Unser Besuch beim Prothesenbauer für Hunde
Jeder, der sich auf diesem Blog schon ein wenig umgesehen hat, hat mich, Mateo, bereits kennengelernt. Oft fragt ihr meine Besitzerin: wie kommt ein Hund überhaupt zu so einem Hilfsmittel?! Kann man eine Prothese einfach so bestellen? Wie wird so eine Prothese angefertigt und wer baut sowas überhaupt? Fragen wie diese kommen immer wieder auf, wenn ich mit dem Rudel unterwegs bin. Tatsächlich wissen viele Leute noch gar nicht, dass es so etwas wie orthopädische Hilfsmittel für Tiere überhaupt gibt. Aus diesem Grund haben meine Besitzerin Vanessa und der Prothesenbauer Nils sich zusammengesetzt und einen gemeinsamen Text erarbeitet, um Dir zu veranschaulichen, wie der Weg zum Hilfsmittel für Hunde aussieht.
Ich wohne mit meiner Familie in der Nähe von Köln, also ist eine Anreise für uns immer mit einem gewissen Mehraufwand verbunden.
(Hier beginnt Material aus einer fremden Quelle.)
use std::collections::HashMap;
use std::path::PathBuf;
use std::sync::atomic::{AtomicBool, Ordering};
use std::sync::Arc;
use std::time::Duration;

use bytes::Bytes;
use parking_lot::Mutex;
use portable_pty::ChildKiller;
use serde::Serialize;
use tokio::sync::{broadcast, mpsc, oneshot, watch};
use tokio_util::sync::CancellationToken;

use crate::activity::ActivityTracker;
use crate::broker::{Broker, Output};
use crate::config::BuffersConfig;
use crate::envfile;
use crate::pty::{Pty, PtyError};
use crate::session::SessionMode;
use crate::shell::{ShellDiscovery, ShellError, ShellInfo, SpawnOptions};

const INPUT_CHANNEL_CAPACITY: usize = 256;

/// Grace period for trailing output after the child has been reaped.
const EXIT_DRAIN_GRACE: Duration = Duration::from_millis(100);

/// Delay between SIGHUP and the SIGKILL escalation.
pub const KILL_ESCALATION: Duration = Duration::from_secs(3);

#[derive(Debug, thiserror::Error)]
pub enum BridgeError {
    #[error(transparent)]
    Shell(#[from] ShellError),
    #[error(transparent)]
    Pty(#[from] PtyError),
    #[error("process has exited")]
    ProcessGone,
    #[error("invalid terminal dimensions {rows}x{cols}")]
    InvalidDimensions { rows: u16, cols: u16 },
    #[error("invalid environment variable name: {0}")]
    InvalidEnvKey(String),
    #[error("assistant mode requires shell.assistant_command to be configured")]
    AssistantUnavailable,
}

#[derive(Debug, Clone, Copy, PartialEq, Eq, Serialize)]
pub struct ExitInfo {
    pub code: Option<u32>,
}

pub struct OpenRequest {
    pub session_id: String,
    pub working_dir: PathBuf,
    pub rows: u16,
    pub cols: u16,
    pub mode: SessionMode,
    pub preferred_shell: Option<PathBuf>,
    /// Applied after ambient and project env files.
    pub extra_env: HashMap<String, String>,
    pub activity: ActivityTracker,
}

/// Spawns PTY-backed shells and wires their I/O to a [`Broker`].
pub struct ProcessBridge {
    shells: Arc<ShellDiscovery>,
    buffers: BuffersConfig,
    env_files: Vec<String>,
    assistant_command: Option<String>,
}

impl ProcessBridge {
    pub fn new(
        shells: Arc<ShellDiscovery>,
        buffers: BuffersConfig,
        env_files: Vec<String>,
        assistant_command: Option<String>,
    ) -> Self {
        Self {
            shells,
            buffers,
            env_files,
            assistant_command,
        }
    }

    pub fn shells(&self) -> &ShellDiscovery {
        &self.shells
    }

    /// Spawn a shell for a session and start relaying its I/O.
    pub async fn open(&self, req: OpenRequest) -> Result<ProcessHandle, BridgeError> {
        validate_dims(req.rows, req.cols)?;
        let assistant = match req.mode {
            SessionMode::Assistant => Some(
                self.assistant_command
                    .clone()
                    .ok_or(BridgeError::AssistantUnavailable)?,
            ),
            SessionMode::Normal => None,
        };

        let project_env = envfile::load_project_env(&req.working_dir, &self.env_files);
        let mut env = envfile::merge_env(std::env::vars(), project_env);
        env.extend(req.extra_env);

        let spawned = self
            .shells
            .spawn_shell(SpawnOptions {
                preferred: req.preferred_shell,
                cwd: req.working_dir.clone(),
                env,
                rows: req.rows,
                cols: req.cols,
                read_chunk_bytes: self.buffers.read_chunk_bytes,
            })
            .await?;

        let mut pty = spawned.pty;
        let pid = pty.pid();
        let killer = pty.clone_killer();
        let child = pty.take_child()?;

        let exited = Arc::new(AtomicBool::new(false));
        let (wait_tx, wait_rx) = oneshot::channel::<ExitInfo>();
        let exited_clone = exited.clone();
        let session_for_wait = req.session_id.clone();
        tokio::task::spawn_blocking(move || {
            let mut child = child;
            let result = std::panic::catch_unwind(std::panic::AssertUnwindSafe(|| child.wait()));
            let info = match result {
                Ok(Ok(status)) => ExitInfo {
                    code: Some(status.exit_code()),
                },
                Ok(Err(e)) => {
                    tracing::error!(session = %session_for_wait, ?e, "error waiting for child");
                    ExitInfo { code: None }
                }
                Err(e) => {
                    tracing::error!("child exit monitor task panicked: {:?}", e);
                    ExitInfo { code: None }
                }
            };
            exited_clone.store(true, Ordering::Release);
            let _ = wait_tx.send(info);
        });

        let (input_tx, input_rx) = mpsc::channel::<Bytes>(INPUT_CHANNEL_CAPACITY);
        spawn_writer(spawned.writer, input_rx);

        let broker = Broker::new(self.buffers.recent_entries);
        let mut carry = Utf8Carry::default();
        for chunk in spawned.initial_output {
            if let Some(data) = carry.feed(&chunk) {
                broker.publish(data);
            }
        }

        let (exit_tx, exit_rx) = watch::channel(None);
        let cancel = CancellationToken::new();
        tokio::spawn(pump_output(
            spawned.output_rx,
            carry,
            broker.clone(),
            req.activity.clone(),
            wait_rx,
            exit_tx,
            cancel.clone(),
        ));

        let handle = ProcessHandle {
            inner: Arc::new(HandleInner {
                session_id: req.session_id,
                pid,
                shell: spawned.shell,
                working_dir: req.working_dir,
                input_tx,
                broker,
                pty: Mutex::new(pty),
                killer: Mutex::new(killer),
                exit_rx,
                exited,
                activity: req.activity,
                cancel,
            }),
        };

        if let Some(cmd) = assistant {
            handle.write(Bytes::from(format!("{cmd}\n"))).await?;
        }

        tracing::info!(
            session = %handle.session_id(),
            pid = ?pid,
            shell = %handle.shell().display_name(),
            cwd = %handle.working_dir().display(),
            "process opened"
        );
        Ok(handle)
    }
}

/// The live OS process bound to a session. Cloning shares the process.
#[derive(Clone)]
pub struct ProcessHandle {
    inner: Arc<HandleInner>,
}

struct HandleInner {
    session_id: String,
    pid: Option<u32>,
    shell: ShellInfo,
    working_dir: PathBuf,
    input_tx: mpsc::Sender<Bytes>,
    broker: Broker,
    pty: Mutex<Pty>,
    killer: Mutex<Option<Box<dyn ChildKiller + Send + Sync>>>,
    exit_rx: watch::Receiver<Option<ExitInfo>>,
    exited: Arc<AtomicBool>,
    activity: ActivityTracker,
    cancel: CancellationToken,
}

impl ProcessHandle {
    pub fn session_id(&self) -> &str {
        &self.inner.session_id
    }

    pub fn pid(&self) -> Option<u32> {
        self.inner.pid
    }

    pub fn shell(&self) -> &ShellInfo {
        &self.inner.shell
    }

    pub fn working_dir(&self) -> &std::path::Path {
        &self.inner.working_dir
    }

    pub fn is_alive(&self) -> bool {
        !self.inner.exited.load(Ordering::Acquire) && self.inner.exit_rx.borrow().is_none()
    }

    pub async fn write(&self, data: Bytes) -> Result<(), BridgeError> {
        if !self.is_alive() {
            return Err(BridgeError::ProcessGone);
        }
        self.inner
            .input_tx
            .send(data)
            .await
            .map_err(|_| BridgeError::ProcessGone)?;
        self.inner.activity.touch();
        Ok(())
    }

    pub fn resize(&self, rows: u16, cols: u16) -> Result<(), BridgeError> {
        validate_dims(rows, cols)?;
        self.inner.pty.lock().resize(rows, cols)?;
        Ok(())
    }

    /// Export a variable into the running shell using its own syntax.
    pub async fn export_env(&self, key: &str, value: &str) -> Result<(), BridgeError> {
        if !is_valid_env_key(key) {
            return Err(BridgeError::InvalidEnvKey(key.to_string()));
        }
        let line = self.inner.shell.kind.export_line(key, value);
        self.write(Bytes::from(line)).await
    }

    pub fn subscribe(&self) -> broadcast::Receiver<Output> {
        self.inner.broker.subscribe()
    }

    pub fn subscribe_with_history(&self) -> (Vec<Bytes>, broadcast::Receiver<Output>) {
        self.inner.broker.subscribe_with_history()
    }

    /// The output fan-out, for holding output while suspended.
    pub fn broker(&self) -> &Broker {
        &self.inner.broker
    }

    /// Resolves to `Some` once the child has exited and its output drained.
    pub fn on_exit(&self) -> watch::Receiver<Option<ExitInfo>> {
        self.inner.exit_rx.clone()
    }

    pub fn exit_info(&self) -> Option<ExitInfo> {
        *self.inner.exit_rx.borrow()
    }

    /// SIGHUP the process group, escalating to SIGKILL if it survives.
    pub fn terminate(&self) {
        if self.inner.cancel.is_cancelled() {
            return;
        }
        self.inner.cancel.cancel();
        if self.inner.exited.load(Ordering::Acquire) {
            return;
        }
        if !self.signal_group(Signal::Hangup) {
            self.kill_via_handle();
            return;
        }
        let handle = self.clone();
        tokio::spawn(async move {
            tokio::time::sleep(KILL_ESCALATION).await;
            if !handle.inner.exited.load(Ordering::Acquire) {
                tracing::warn!(session = %handle.session_id(), "process ignored SIGHUP, sending SIGKILL");
                if !handle.signal_group(Signal::Kill) {
                    handle.kill_via_handle();
                }
            }
        });
    }

    fn kill_via_handle(&self) {
        if let Some(killer) = self.inner.killer.lock().as_mut() {
            if let Err(e) = killer.kill() {
                tracing::debug!(session = %self.session_id(), ?e, "kill failed");
            }
        }
    }

    /// Signal the child's process group. Returns false when no signal could
    /// be delivered this way.
    ///
    /// portable_pty calls setsid() when spawning, so the child leads its own
    /// process group and the negative PID reaches anything it forked.
    #[cfg(unix)]
    fn signal_group(&self, signal: Signal) -> bool {
        let Some(pid) = self.inner.pid else {
            return false;
        };
        if pid == 0 || pid > i32::MAX as u32 {
            tracing::warn!(pid, "PID is 0 or exceeds i32::MAX, cannot send signal");
            return false;
        }
        if self.inner.exited.load(Ordering::Acquire) {
            tracing::debug!(pid, "child already exited, skipping signal");
            return true;
        }
        let sig = match signal {
            Signal::Hangup => libc::SIGHUP,
            Signal::Kill => libc::SIGKILL,
        };
        unsafe {
            libc::kill(-(pid as i32), sig);
        }
        true
    }

    #[cfg(not(unix))]
    fn signal_group(&self, _signal: Signal) -> bool {
        false
    }
}

#[derive(Debug, Clone, Copy)]
enum Signal {
    Hangup,
    Kill,
}

fn validate_dims(rows: u16, cols: u16) -> Result<(), BridgeError> {
    if rows == 0 || cols == 0 {
        return Err(BridgeError::InvalidDimensions { rows, cols });
    }
    Ok(())
}

/// `[A-Za-z_][A-Za-z0-9_]*`
pub fn is_valid_env_key(key: &str) -> bool {
    let mut chars = key.chars();
    match chars.next() {
        Some(c) if c.is_ascii_alphabetic() || c == '_' => {}
        _ => return false,
    }
    chars.all(|c| c.is_ascii_alphanumeric() || c == '_')
}

fn spawn_writer(writer: Box<dyn std::io::Write + Send>, input_rx: mpsc::Receiver<Bytes>) {
    tokio::task::spawn_blocking(move || {
        let result = std::panic::catch_unwind(std::panic::AssertUnwindSafe(|| {
            use std::io::Write;
            let mut writer = writer;
            let mut rx = input_rx;
            while let Some(data) = rx.blocking_recv() {
                if writer.write_all(&data).is_err() {
                    break;
                }
                let _ = writer.flush();
            }
        }));
        if let Err(e) = result {
            tracing::error!("PTY writer task panicked: {:?}", e);
        }
    });
}

async fn pump_output(
    mut output_rx: mpsc::Receiver<Bytes>,
    mut carry: Utf8Carry,
    broker: Broker,
    activity: ActivityTracker,
    mut wait_rx: oneshot::Receiver<ExitInfo>,
    exit_tx: watch::Sender<Option<ExitInfo>>,
    cancel: CancellationToken,
) {
    let publish = |data: Option<Bytes>| {
        if let Some(data) = data {
            broker.publish(data);
            activity.touch();
        }
    };

    let mut exit: Option<ExitInfo> = None;
    loop {
        tokio::select! {
            biased;
            chunk = output_rx.recv() => match chunk {
                Some(chunk) => publish(carry.feed(&chunk)),
                None => break,
            },
            res = &mut wait_rx, if exit.is_none() => {
                exit = Some(res.unwrap_or(ExitInfo { code: None }));
                while let Ok(Some(chunk)) =
                    tokio::time::timeout(EXIT_DRAIN_GRACE, output_rx.recv()).await
                {
                    publish(carry.feed(&chunk));
                }
                break;
            }
            _ = cancel.cancelled() => break,
        }
    }
    publish(carry.flush());

    let info = match exit {
        Some(info) => info,
        None => wait_rx.await.unwrap_or(ExitInfo { code: None }),
    };
    exit_tx.send_replace(Some(info));
}

/// Holds back a trailing partial UTF-8 sequence so chunks never split a
/// character.
#[derive(Default)]
struct Utf8Carry {
    pending: Vec<u8>,
}

impl Utf8Carry {
    fn feed(&mut self, chunk: &[u8]) -> Option<Bytes> {
        let mut buf = std::mem::take(&mut self.pending);
        buf.extend_from_slice(chunk);
        let cut = complete_prefix_len(&buf);
        self.pending = buf.split_off(cut);
        (!buf.is_empty()).then(|| Bytes::from(buf))
    }

    fn flush(&mut self) -> Option<Bytes> {
        let rest = std::mem::take(&mut self.pending);
        (!rest.is_empty()).then(|| Bytes::from(rest))
    }
}

fn complete_prefix_len(buf: &[u8]) -> usize {
    let len = buf.len();
    for back in 1..=len.min(3) {
        let b = buf[len - back];
        if b & 0xC0 == 0x80 {
            continue;
        }
        let need = match b {
            0xF0..=0xFF => 4,
            0xE0..=0xEF => 3,
            0xC0..=0xDF => 2,
            _ => 1,
        };
        return if need > back { len - back } else { len };
    }
    len
}

/// Extract the working directory from the last OSC 7 sequence in `chunk`
/// (`ESC ] 7 ; file://host/path` terminated by BEL or ST).
pub fn scan_cwd(chunk: &[u8]) -> Option<String> {
    const OSC7: &[u8] = b"\x1b]7;";
    let start = chunk
        .windows(OSC7.len())
        .rposition(|w| w == OSC7)?
        + OSC7.len();
    let rest = &chunk[start..];
    let end = rest
        .iter()
        .position(|&b| b == 0x07 || b == 0x1b)?;
    let uri = std::str::from_utf8(&rest[..end]).ok()?;
    let after_scheme = uri.strip_prefix("file://")?;
    let path = &after_scheme[after_scheme.find('/')?..];
    percent_decode(path)
}

fn percent_decode(s: &str) -> Option<String> {
    let bytes = s.as_bytes();
    let mut out = Vec::with_capacity(bytes.len());
    let mut i = 0;
    while i < bytes.len() {
        if bytes[i] == b'%' && i + 2 < bytes.len() {
            let hex = std::str::from_utf8(&bytes[i + 1..i + 3]).ok()?;
            out.push(u8::from_str_radix(hex, 16).ok()?);
            i += 3;
        } else {
            out.push(bytes[i]);
            i += 1;
        }
    }
    String::from_utf8(out).ok()
}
Wenn auch Du eine weitere Strecke zurückzulegen hast, um einen Termin bei Kasten + Kasten Tierorthopädie wahrzunehmen, ist vorab eine digitale Dokumentation der bisherigen Wundversorgung (darunter fallen Arztberichte sowie aktuelle Röntgenaufnahmen der betroffenen Stelle) zwingend nötig, damit bei einem persönlichen Gespräch schon alle wichtigen Infos vorhanden sind. Du siehst: es ist möglich, auch mit einer weiteren Entfernung eine gute Betreuung zu erhalten.
„Für mich ist das kein Problem, da ich für die beste prothetische Versorgung für meinen Hund gerne eine weite Strecke hinter mich bringe“, sagt Vanessa.
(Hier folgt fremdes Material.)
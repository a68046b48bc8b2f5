//! termgate - terminal session gateway
//!
//! Runs PTY-backed shells on behalf of browser clients and streams them over
//! WebSocket, with per-project focus, suspend/resume and keep-alive policy.

use clap::{Parser as ClapParser, Subcommand};
use std::net::SocketAddr;
use std::path::PathBuf;
use std::sync::Arc;
use std::time::Duration;
use thiserror::Error;
use tokio_util::sync::CancellationToken;
use tracing_subscriber::{layer::SubscriberExt, util::SubscriberInitExt};
use termgate::{
    api, audit,
    config::{Config, ConfigError},
    health::{HealthMonitor, ProcMemorySampler},
    orchestrator::Orchestrator,
    shell::{ShellDiscovery, ShellError},
    shutdown::ShutdownCoordinator,
};

/// termgate - terminal session gateway
#[derive(ClapParser, Debug)]
#[command(name = "termgate", version, about, long_about = None)]
struct Cli {
    #[command(subcommand)]
    command: Commands,

    /// Path to a TOML configuration file
    #[arg(long, global = true, env = "TERMGATE_CONFIG")]
    config: Option<PathBuf>,
}

#[derive(Subcommand, Debug)]
enum Commands {
    /// Start the HTTP/WebSocket server
    Serve {
        /// Address to bind (overrides `server.bind` in the config file)
        #[arg(long)]
        bind: Option<SocketAddr>,

        /// API token; generated automatically for non-loopback binds
        #[arg(long, env = "TERMGATE_TOKEN")]
        token: Option<String>,
    },

    /// Probe the shells available on this host and print them
    Shells,

    /// Validate the configuration file and exit
    CheckConfig,
}

#[derive(Error, Debug)]
pub enum TermgateError {
    #[error(transparent)]
    Config(#[from] ConfigError),

    #[error("invalid bind address '{0}'")]
    InvalidBind(String),

    #[error(transparent)]
    Shell(#[from] ShellError),

    #[error("io error: {0}")]
    Io(#[from] std::io::Error),
}

fn load_config(path: Option<&PathBuf>) -> Result<Config, TermgateError> {
    match path {
        Some(path) => {
            let config = Config::load(path)?;
            tracing::info!(path = %path.display(), "configuration loaded");
            Ok(config)
        }
        None => Ok(Config::default()),
    }
}

/// Pick the API token: an explicit one always wins; a non-loopback bind
/// without one gets a random token so the server is never left open.
fn resolve_token(bind: &SocketAddr, user_token: Option<String>) -> Option<String> {
    if user_token.is_some() || bind.ip().is_loopback() {
        return user_token;
    }
    use rand::Rng;
    let token: String = rand::thread_rng()
        .sample_iter(&rand::distributions::Alphanumeric)
        .take(32)
        .map(char::from)
        .collect();
    eprintln!("termgate: API token (required for non-localhost): {}", token);
    Some(token)
}

#[tokio::main]
async fn main() -> Result<(), TermgateError> {
    let cli = Cli::parse();
    init_tracing();

    let config = load_config(cli.config.as_ref())?;
    match cli.command {
        Commands::Serve { bind, token } => run_server(config, bind, token).await,
        Commands::Shells => run_shells(config).await,
        Commands::CheckConfig => {
            println!(
                "configuration ok: bind {}, {} session(s) max, {} per project",
                config.server.bind,
                config.limits.max_total_sessions,
                config.limits.max_sessions_per_project
            );
            Ok(())
        }
    }
}

fn init_tracing() {
    tracing_subscriber::registry()
        .with(tracing_subscriber::EnvFilter::new(
            std::env::var("RUST_LOG").unwrap_or_else(|_| "termgate=info,tower_http=info".into()),
        ))
        .with(tracing_subscriber::fmt::layer())
        .init();
}

async fn run_shells(config: Config) -> Result<(), TermgateError> {
    let discovery = ShellDiscovery::new(config.shell);
    for shell in discovery.available().await? {
        let caps = &shell.capabilities;
        println!(
            "{}\t{}\tcolor={} unicode={}",
            shell.display_name(),
            shell.path.display(),
            caps.color,
            caps.unicode
        );
    }
    Ok(())
}

async fn shutdown_signal() {
    #[cfg(unix)]
    {
        use tokio::signal::unix::{signal, SignalKind};
        match signal(SignalKind::terminate()) {
            Ok(mut term) => {
                tokio::select! {
                    _ = tokio::signal::ctrl_c() => tracing::info!("received Ctrl+C"),
                    _ = term.recv() => tracing::info!("received SIGTERM"),
                }
                return;
            }
            Err(e) => tracing::warn!(?e, "cannot listen for SIGTERM"),
        }
    }
    let _ = tokio::signal::ctrl_c().await;
    tracing::info!("received Ctrl+C");
}

// ── Server mode ────────────────────────────────────────────────────

async fn run_server(
    config: Config,
    bind: Option<SocketAddr>,
    token: Option<String>,
) -> Result<(), TermgateError> {
    tracing::info!("termgate server starting");

    let bind = match bind {
        Some(bind) => bind,
        None => config
            .server
            .bind
            .parse()
            .map_err(|_| TermgateError::InvalidBind(config.server.bind.clone()))?,
    };
    let token = resolve_token(&bind, token.or_else(|| config.server.token.clone()));
    if token.is_some() {
        tracing::info!("auth token configured");
    }

    let config = Arc::new(config);
    let shells = Arc::new(ShellDiscovery::new(config.shell.clone()));
    match shells.resolve_shell().await {
        Ok(shell) => tracing::info!(shell = %shell.display_name(), path = %shell.path.display(), "default shell"),
        Err(e) => tracing::warn!(error = %e, "no usable shell found; sessions will fail to start"),
    }
    let audit = audit::from_config(&config.audit)?;

    let orchestrator = Orchestrator::new(config.clone(), shells, audit);
    let shutdown = ShutdownCoordinator::new();
    let background = CancellationToken::new();

    let monitor = HealthMonitor::new(orchestrator.clone(), &config.health, Box::new(ProcMemorySampler));
    let state = api::AppState {
        orchestrator: orchestrator.clone(),
        shutdown: shutdown.clone(),
        health: monitor.last_sample(),
    };
    tokio::spawn(monitor.run(background.clone()));
    tokio::spawn(
        orchestrator
            .clone()
            .run_sweeper(Duration::from_secs(config.sweep.interval_secs), background.clone()),
    );

    let app = api::router(
        state,
        api::RouterConfig {
            token,
            cors_origins: config.server.cors_origins.clone(),
        },
    );

    let listener = tokio::net::TcpListener::bind(bind).await?;
    tracing::info!(addr = %bind, "HTTP/WS server listening");

    let (server_shutdown_tx, server_shutdown_rx) = tokio::sync::oneshot::channel::<()>();
    let http_handle = tokio::spawn(async move {
        axum::serve(listener, app)
            .with_graceful_shutdown(async {
                server_shutdown_rx.await.ok();
            })
            .await
    });

    shutdown_signal().await;

    // Signal WebSocket handlers to send close frames
    shutdown.shutdown();
    // Give handlers a moment to flush close frames before stopping the server
    tokio::time::sleep(Duration::from_millis(100)).await;
    if !shutdown.wait_for_drain(Duration::from_secs(2)).await {
        tracing::warn!(
            remaining = shutdown.active_connections(),
            "connections still open after drain timeout"
        );
    }

    background.cancel();
    orchestrator.shutdown();
    let _ = server_shutdown_tx.send(());

    match http_handle.await {
        Ok(Ok(())) => {}
        Ok(Err(e)) => tracing::warn!(?e, "HTTP server error"),
        Err(e) => tracing::warn!(?e, "HTTP server task panicked"),
    }

    tracing::info!("termgate server exiting");
    Ok(())
}

#[cfg(test)]
mod tests {
    use super::*;

    #[test]
    fn loopback_without_token_stays_open() {
        let bind: SocketAddr = "127.0.0.1:7420".parse().unwrap();
        assert_eq!(resolve_token(&bind, None), None);
    }

    #[test]
    fn explicit_token_is_kept() {
        let bind: SocketAddr = "127.0.0.1:7420".parse().unwrap();
        assert_eq!(
            resolve_token(&bind, Some("abc".into())),
            Some("abc".to_string())
        );
    }

    #[test]
    fn public_bind_gets_generated_token() {
        let bind: SocketAddr = "0.0.0.0:7420".parse().unwrap();
        let token = resolve_token(&bind, None).unwrap();
        assert_eq!(token.len(), 32);
        assert!(token.chars().all(|c| c.is_ascii_alphanumeric()));
    }

    #[test]
    fn cli_parses_serve() {
        let cli = Cli::try_parse_from(["termgate", "serve", "--bind", "0.0.0.0:9000", "--token", "t"])
            .unwrap();
        match cli.command {
            Commands::Serve { bind, token } => {
                assert_eq!(bind, Some("0.0.0.0:9000".parse().unwrap()));
                assert_eq!(token.as_deref(), Some("t"));
            }
            other => panic!("unexpected command {other:?}"),
        }
    }
}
Beim ersten Termin hat Nils mich kennengelernt und versucht, ein Vertrauensverhältnis aufzubauen. Es ist enorm wichtig, dass Dein Tier sich wohl fühlt. Nils legt großen Wert auf eine ruhige und sichere Atmosphäre. Ich habe mich gleich so wohl gefühlt, dass ich irgendwann einfach eingeschlafen bin.
Während des Termins tastet Nils den Stumpf oder die zu behandelnden Körperteile ab, um sich einen Eindruck zu verschaffen, ob Dein Tier versorgt werden kann oder ob eine weitere Behandlung durch Deinen Tierarzt notwendig ist. Dabei durfte Vanessa selbstverständlich bei mir bleiben; so konnte die Zeit zum Gespräch genutzt werden, um über die Art der Versorgung und die entstehenden Kosten aufzuklären.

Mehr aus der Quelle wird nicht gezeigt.